▶ **Prompt**
Whenever a line below includes "slice", add it to the tally, then give the total and nothing more.

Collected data
• • •
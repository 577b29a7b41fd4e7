//! Descriptive statistics used by the integrity pass.

/// Quantile `p` (0..=1) of an already sorted slice, by linear interpolation.
fn quantile_sorted(sorted: &[f64], p: f64) -> f64 {
    let pos = p * (sorted.len() - 1) as f64;
    let lo = pos.floor() as usize;
    let hi = pos.ceil() as usize;
    sorted[lo] + (sorted[hi] - sorted[lo]) * (pos - lo as f64)
}

/// First quartile, median and third quartile. `None` for an empty slice.
pub fn quartiles(values: &[f64]) -> Option<(f64, f64, f64)> {
    if values.is_empty() {
        return None;
    }
    let mut sorted = values.to_vec();
    sorted.sort_by(f64::total_cmp);
    Some((
        quantile_sorted(&sorted, 0.25),
        quantile_sorted(&sorted, 0.5),
        quantile_sorted(&sorted, 0.75),
    ))
}

/// Tukey fences `[Q1 − 1.5·IQR, Q3 + 1.5·IQR]`.
pub fn iqr_fences(values: &[f64]) -> Option<(f64, f64)> {
    let (q1, _, q3) = quartiles(values)?;
    let iqr = q3 - q1;
    Some((q1 - 1.5 * iqr, q3 + 1.5 * iqr))
}

/// Number of values outside the IQR fences.
pub fn count_outliers(values: &[f64]) -> usize {
    let Some((lo, hi)) = iqr_fences(values) else {
        return 0;
    };
    values.iter().filter(|v| **v < lo || **v > hi).count()
}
• • •
▶ **Exercise output**
2